• [Exercise]: Using the data beneath this instruction, retype only the lines from the one that contains "other.id != user.id);" down to the one that contains "user with that", both included, exactly as they appear.

• [Available records]:

--- START ---

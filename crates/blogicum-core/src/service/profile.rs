use super::{BlogService, Outcome, Redirect};
use crate::domain::{Actor, User};
use crate::error::DomainError;
use crate::forms::{self, FieldErrors, ProfileInput};

/// The edit profile form.
#[derive(Debug, Clone)]
pub struct ProfileForm {
    pub input: ProfileInput,
    pub errors: FieldErrors,
}

impl BlogService {
    /// Edit the actor's own profile; redirects to it under its new username.
    pub async fn edit_profile(
        &self,
        actor: &Actor,
        form: Option<ProfileInput>,
    ) -> Result<Outcome<ProfileForm>, DomainError> {
        let user = self
            .repos
            .users
            .find_by_id(actor.user_id)
            .await?
            .ok_or_else(|| DomainError::not_found("user", &actor.username))?;

        let Some(input) = form else {
            return Ok(Outcome::Render(ProfileForm {
                input: ProfileInput::from_user(&user),
                errors: FieldErrors::new(),
            }));
        };

        let valid = match forms::validate_profile(&input) {
            Ok(valid) => valid,
            Err(errors) => return Ok(Outcome::Render(ProfileForm { input, errors })),
        };

        if valid.username != user.username {
            let taken = self
                .repos
                .users
                .find_by_username(&valid.username)
                .await?
                .is_some_and(|other| other.id != user.id);
            if taken {
                let mut errors = FieldErrors::new();
                errors.add("username", "A user with that username already exists.");
                return Ok(Outcome::Render(ProfileForm { input, errors }));
            }
        }

        let saved = self
            .repos
            .users
            .save(User {
                username: valid.username,
                email: valid.email,
                first_name: valid.first_name,
                last_name: valid.last_name,
                ..user
            })
            .await?;

        tracing::info!(user_id = saved.id, username = %saved.username, "Profile updated");
        Ok(Outcome::Redirect(Redirect::Profile(saved.username)))
    }
}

--- END ---

• [Expected output]:
                .is_some_and(|other| other.id != user.id);
            if taken {
                let mut errors = FieldErrors::new();
                errors.add("username", "A user with that username already exists.");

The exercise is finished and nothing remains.